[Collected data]
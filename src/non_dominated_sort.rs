//! Fast non-dominated sorting and crowding distance — the two core NSGA-II
//! metrics used both by the inner evolutionary kernel (component D) and by
//! the epoch driver's resample selection (component G).

use ndarray::{Array1, ArrayView1, ArrayView2};

use crate::genetic::Population;

/// Returns `true` when `p` dominates `q` under minimization: `p` is no worse
/// than `q` in every objective and strictly better in at least one. Equal
/// vectors do not dominate each other (the strict definition; see DESIGN.md
/// for why this crate does not follow the original system's weaker
/// `sum(p > q) == 0` test).
pub fn dominates(p: ArrayView1<f64>, q: ArrayView1<f64>) -> bool {
    let mut strictly_better = false;
    for (&pi, &qi) in p.iter().zip(q.iter()) {
        if pi > qi {
            return false;
        }
        if pi < qi {
            strictly_better = true;
        }
    }
    strictly_better
}

/// Partitions `n` individuals (rows of `fitness`) into successive
/// non-domination fronts. Returns one `Vec<usize>` of row indices per front,
/// front 0 first.
pub fn fast_non_dominated_sort(fitness: ArrayView2<f64>) -> Vec<Vec<usize>> {
    let n = fitness.nrows();
    if n == 0 {
        return Vec::new();
    }

    let mut dominated_by: Vec<Vec<usize>> = vec![Vec::new(); n];
    let mut domination_count = vec![0usize; n];

    for p in 0..n {
        for q in 0..n {
            if p == q {
                continue;
            }
            if dominates(fitness.row(p), fitness.row(q)) {
                dominated_by[p].push(q);
            } else if dominates(fitness.row(q), fitness.row(p)) {
                domination_count[p] += 1;
            }
        }
    }

    let mut fronts: Vec<Vec<usize>> = Vec::new();
    let mut current: Vec<usize> = (0..n).filter(|&p| domination_count[p] == 0).collect();

    while !current.is_empty() {
        let mut next = Vec::new();
        for &p in &current {
            for &q in &dominated_by[p] {
                domination_count[q] -= 1;
                if domination_count[q] == 0 {
                    next.push(q);
                }
            }
        }
        fronts.push(current);
        current = next;
    }

    fronts
}

/// Crowding distance over a single front's objective rows. Boundary points
/// get `f64::INFINITY`. When the front has fewer than two members, or any
/// objective's range across the front is zero, every member gets `1.0`
/// (matching the degenerate case the original system falls back to, rather
/// than `+infinity`).
pub fn crowding_distance(front_fitness: ArrayView2<f64>) -> Array1<f64> {
    let n = front_fitness.nrows();
    if n == 0 {
        return Array1::zeros(0);
    }
    if n == 1 {
        return Array1::from_elem(1, 1.0);
    }
    let m = front_fitness.ncols();

    let mut ranges = vec![0.0f64; m];
    for j in 0..m {
        let col = front_fitness.column(j);
        let min = col.iter().cloned().fold(f64::INFINITY, f64::min);
        let max = col.iter().cloned().fold(f64::NEG_INFINITY, f64::max);
        ranges[j] = max - min;
    }
    if ranges.iter().any(|&r| r == 0.0) {
        return Array1::from_elem(n, 1.0);
    }

    let mut distance = vec![0.0f64; n];
    for j in 0..m {
        let col = front_fitness.column(j);
        let mut order: Vec<usize> = (0..n).collect();
        order.sort_by(|&a, &b| col[a].partial_cmp(&col[b]).unwrap());

        distance[order[0]] = f64::INFINITY;
        distance[order[n - 1]] = f64::INFINITY;

        for k in 1..n - 1 {
            let prev = col[order[k - 1]];
            let next = col[order[k + 1]];
            distance[order[k]] += (next - prev) / ranges[j];
        }
    }

    Array1::from_vec(distance)
}

/// Splits a population into per-rank fronts and sets `rank` on the returned
/// population rows. Front 0 is the current Pareto front of the whole set.
pub fn build_fronts(population: &Population) -> Vec<Population> {
    let index_fronts = fast_non_dominated_sort(population.fitness.view());
    let mut rank = vec![0usize; population.len()];
    for (r, front) in index_fronts.iter().enumerate() {
        for &idx in front {
            rank[idx] = r;
        }
    }

    index_fronts
        .into_iter()
        .map(|indices| {
            let mut front_pop = population.selected(&indices);
            let front_ranks: Vec<usize> = indices.iter().map(|&i| rank[i]).collect();
            front_pop.set_rank(Array1::from_vec(front_ranks));
            front_pop
        })
        .collect()
}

*BRIEF*: Set every line of the data down again, word for word.

*RESPONSE BOX*:
filename src/non_dominated_sort.rs
//! Fast non-dominated sorting and crowding distance — the two core NSGA-II
//! metrics used both by the inner evolutionary kernel (component D) and by
//! the epoch driver's resample selection (component G).

use ndarray::{Array1, ArrayView1, ArrayView2};

use crate::genetic::Population;

/// Returns `true` when `p` dominates `q` under minimization: `p` is no worse
/// than `q` in every objective and strictly better in at least one. Equal
/// vectors do not dominate each other (the strict definition; see DESIGN.md
/// for why this crate does not follow the original system's weaker
/// `sum(p > q) == 0` test).
pub fn dominates(p: ArrayView1<f64>, q: ArrayView1<f64>) -> bool {
    let mut strictly_better = false;
    for (&pi, &qi) in p.iter().zip(q.iter()) {
        if pi > qi {
            return false;
        }
        if pi < qi {
            strictly_better = true;
        }
    }
    strictly_better
}

/// Partitions `n` individuals (rows of `fitness`) into successive
/// non-domination fronts. Returns one `Vec<usize>` of row indices per front,
/// front 0 first.
pub fn fast_non_dominated_sort(fitness: ArrayView2<f64>) -> Vec<Vec<usize>> {
    let n = fitness.nrows();
    if n == 0 {
        return Vec::new();
    }

    let mut dominated_by: Vec<Vec<usize>> = vec![Vec::new(); n];
    let mut domination_count = vec![0usize; n];

    for p in 0..n {
        for q in 0..n {
            if p == q {
                continue;
            }
            if dominates(fitness.row(p), fitness.row(q)) {
                dominated_by[p].push(q);
            } else if dominates(fitness.row(q), fitness.row(p)) {
                domination_count[p] += 1;
            }
        }
    }

    let mut fronts: Vec<Vec<usize>> = Vec::new();
    let mut current: Vec<usize> = (0..n).filter(|&p| domination_count[p] == 0).collect();

    while !current.is_empty() {
        let mut next = Vec::new();
        for &p in &current {
            for &q in &dominated_by[p] {
                domination_count[q] -= 1;
                if domination_count[q] == 0 {
                    next.push(q);
                }
            }
        }
        fronts.push(current);
        current = next;
    }

    fronts
}

/// Crowding distance over a single front's objective rows. Boundary points
/// get `f64::INFINITY`. When the front has fewer than two members, or any
/// objective's range across the front is zero, every member gets `1.0`
/// (matching the degenerate case the original system falls back to, rather
/// than `+infinity`).
pub fn crowding_distance(front_fitness: ArrayView2<f64>) -> Array1<f64> {
    let n = front_fitness.nrows();
    if n == 0 {
        return Array1::zeros(0);
    }
    if n == 1 {
        return Array1::from_elem(1, 1.0);
    }
    let m = front_fitness.ncols();

    let mut ranges = vec![0.0f64; m];
    for j in 0..m {
        let col = front_fitness.column(j);
        let min = col.iter().cloned().fold(f64::INFINITY, f64::min);
        let max = col.iter().cloned().fold(f64::NEG_INFINITY, f64::max);
        ranges[j] = max - min;
    }
    if ranges.iter().any(|&r| r == 0.0) {
        return Array1::from_elem(n, 1.0);
    }

    let mut distance = vec![0.0f64; n];
    for j in 0..m {
        let col = front_fitness.column(j);
        let mut order: Vec<usize> = (0..n).collect();
        order.sort_by(|&a, &b| col[a].partial_cmp(&col[b]).unwrap());

        distance[order[0]] = f64::INFINITY;
        distance[order[n - 1]] = f64::INFINITY;

        for k in 1..n - 1 {
            let prev = col[order[k - 1]];
            let next = col[order[k + 1]];
            distance[order[k]] += (next - prev) / ranges[j];
        }
    }

    Array1::from_vec(distance)
}

/// Splits a population into per-rank fronts and sets `rank` on the returned
/// population rows. Front 0 is the current Pareto front of the whole set.
pub fn build_fronts(population: &Population) -> Vec<Population> {
    let index_fronts = fast_non_dominated_sort(population.fitness.view());
    let mut rank = vec![0usize; population.len()];
    for (r, front) in index_fronts.iter().enumerate() {
        for &idx in front {
            rank[idx] = r;
        }
    }

    index_fronts
        .into_iter()
        .map(|indices| {
            let mut front_pop = population.selected(&indices);
            let front_ranks: Vec<usize> = indices.iter().map(|&i| rank[i]).collect();
            front_pop.set_rank(Array1::from_vec(front_ranks));
            front_pop
        })
        .collect()
}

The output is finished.